In a shocking move Orsted, a Danish-based energy company, a global leader in renewables, has announced that it would increase the production of electricity using more coal as a source.

“Nonetheless, a lot we hate it, we’re very doubtless going to see a brief enhance in our coal use, in comparison with the trajectory that we now have been in,” said Mads Nipper, Chief Executive Officer Orsted.

Amid the power disaster in Europe triggered by the Russian invasion of Ukraine, Nipper further said that the rise in coal use was a “needed short-term evil.” Despite Orsted being the ‘global leader’ in offshore wind power, Nipper acknowledged that due to the development time required, wind energy couldn’t assist in dealing with the state of affairs within a short period of time.

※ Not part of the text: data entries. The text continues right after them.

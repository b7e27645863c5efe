//! Ambient Context
//!
//! A [`Context`] carries an ambient value down the call stack without
//! threading it through every function signature. The dependency tracker is
//! built on it, but contexts are generic and usable on their own.
//!
//! # Implementation
//!
//! Every thread keeps one stack per context instance. [`Context::run`] pushes
//! a value, runs the closure and pops it again through a guard, so the stack
//! stays balanced even if the closure panics. This design supports nesting:
//! an inner `run` restores the outer value on exit.
//!
//! A call stack does not survive an `.await`. [`Context::scope`] therefore
//! wraps a future and re-installs the value around *each poll*, popping it
//! before the poll returns. Interleaved tasks never observe each other's
//! values, and the ambient value is "restored" only once the future settles.

use std::any::Any;
use std::cell::RefCell;
use std::collections::HashMap;
use std::future::Future;
use std::pin::Pin;
use std::sync::atomic::{AtomicU64, Ordering};
use std::task::{Context as TaskContext, Poll};

thread_local! {
    /// Per-thread stacks, keyed by context instance id.
    static STACKS: RefCell<HashMap<u64, Vec<Box<dyn Any>>>> = RefCell::new(HashMap::new());
}

fn next_context_id() -> u64 {
    static COUNTER: AtomicU64 = AtomicU64::new(0);
    COUNTER.fetch_add(1, Ordering::Relaxed)
}

/// A stack-disciplined ambient value with a default.
///
/// Clones share the same stack (same instance id).
#[derive(Clone)]
pub struct Context<T> {
    id: u64,
    default: T,
}

impl<T> Context<T>
where
    T: Clone + 'static,
{
    /// Create a context whose value is `default` whenever no `run` is active.
    pub fn new(default: T) -> Self {
        Self {
            id: next_context_id(),
            default,
        }
    }

    /// Run `f` with `value` as the ambient value.
    pub fn run<R>(&self, value: T, f: impl FnOnce() -> R) -> R {
        let _guard = self.enter(value);
        f()
    }

    /// The asynchronous `run`: `value` is ambient during every poll of `fut`.
    pub fn scope<F: Future>(&self, value: T, fut: F) -> Scoped<T, F> {
        Scoped {
            context_id: self.id,
            value,
            inner: Box::pin(fut),
        }
    }

    /// The current ambient value, or the default outside any `run`.
    pub fn current(&self) -> T {
        self.try_current().unwrap_or_else(|| self.default.clone())
    }

    /// The current ambient value, or `None` outside any `run`.
    pub fn try_current(&self) -> Option<T> {
        STACKS.with(|stacks| {
            stacks
                .borrow()
                .get(&self.id)
                .and_then(|stack| stack.last())
                .and_then(|value| value.downcast_ref::<T>())
                .cloned()
        })
    }

    /// Check if a `run`/`scope` of this context is active on this thread.
    pub fn is_active(&self) -> bool {
        STACKS.with(|stacks| {
            stacks
                .borrow()
                .get(&self.id)
                .is_some_and(|stack| !stack.is_empty())
        })
    }

    /// Nesting depth of this context on the current thread.
    pub fn depth(&self) -> usize {
        STACKS.with(|stacks| stacks.borrow().get(&self.id).map_or(0, Vec::len))
    }

    /// True if any active value on the stack (not just the innermost) matches.
    pub fn any(&self, mut predicate: impl FnMut(&T) -> bool) -> bool {
        STACKS.with(|stacks| {
            stacks.borrow().get(&self.id).is_some_and(|stack| {
                stack
                    .iter()
                    .filter_map(|value| value.downcast_ref::<T>())
                    .any(&mut predicate)
            })
        })
    }

    /// Capture the ambient value now and reinstate it on every later call.
    ///
    /// Use this for callbacks that will run from a timer, a spawned task or
    /// any other place the current call stack does not reach.
    pub fn wrap<R>(&self, f: impl Fn() -> R) -> impl Fn() -> R {
        let captured = self.current();
        let context = self.clone();
        move || context.run(captured.clone(), &f)
    }

    /// Capture the ambient value now and make it ambient for `fut`.
    pub fn wrap_future<F: Future>(&self, fut: F) -> Scoped<T, F> {
        self.scope(self.current(), fut)
    }

    fn enter(&self, value: T) -> ContextGuard {
        let depth = STACKS.with(|stacks| {
            let mut stacks = stacks.borrow_mut();
            let stack = stacks.entry(self.id).or_default();
            stack.push(Box::new(value));
            stack.len()
        });
        ContextGuard {
            context_id: self.id,
            depth,
        }
    }
}

/// Pops the value pushed by `enter` when dropped.
struct ContextGuard {
    context_id: u64,
    depth: usize,
}

impl Drop for ContextGuard {
    fn drop(&mut self) {
        STACKS.with(|stacks| {
            let mut stacks = stacks.borrow_mut();
            if let Some(stack) = stacks.get_mut(&self.context_id) {
                // Guards are dropped in reverse order of creation; a mismatch
                // means a guard escaped its scope.
                debug_assert_eq!(
                    stack.len(),
                    self.depth,
                    "context stack mismatch for context {}",
                    self.context_id
                );
                stack.pop();
                if stack.is_empty() {
                    stacks.remove(&self.context_id);
                }
            }
        });
    }
}

/// Future returned by [`Context::scope`] and [`Context::wrap_future`].
pub struct Scoped<T, F> {
    context_id: u64,
    value: T,
    inner: Pin<Box<F>>,
}

// `inner` is boxed and `value` is never pinned, so moving a `Scoped` is fine.
impl<T, F> Unpin for Scoped<T, F> {}

impl<T, F> Future for Scoped<T, F>
where
    T: Clone + 'static,
    F: Future,
{
    type Output = F::Output;

    fn poll(self: Pin<&mut Self>, cx: &mut TaskContext<'_>) -> Poll<Self::Output> {
        let this = self.get_mut();
        let context = Context {
            id: this.context_id,
            default: this.value.clone(),
        };
        let _guard = context.enter(this.value.clone());
        this.inner.as_mut().poll(cx)
    }
}

// ----------------------------------------------------------------------------
// Tests
// ----------------------------------------------------------------------------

As a matter of fact, Orsted is not alone in considering back-to-coal as an option to bridge the anticipated fuel shortage, many European countries are following the same course of action while putting on hold their pledge to curb carbon emission made in UN Climate Change Conference (COP26).

Recently, Italian Prime Minister Mario Draghi announced that the country might reopen coal plants to bridge its looming energy supply gap that may emerge while cutting its dependence on Russia, which currently accounts for 45% of Italian gas requirements.

Apart from Italy, Czechia, Bulgaria, Romania, and Germany have also indicated they might burn more coal in the short term in response to war aggression by Russia.

Germany’s ruling coalition has agreed on a relief package expected to be worth about €16bn to ease the burden of rising energy costs, with measures ranging from a three-month fuel price cut to a temporary increase in the use of coal.

“There is a temporary role for coal, which we had hoped would be out of the energy mix by the end of this decade. But it will stay longer. We will need it until we find alternative sources. Until that time, even the greenest government will not phase out coal,” Václav Bartuška, the Czech government’s energy security commissioner, told news site Seznam Zpravy.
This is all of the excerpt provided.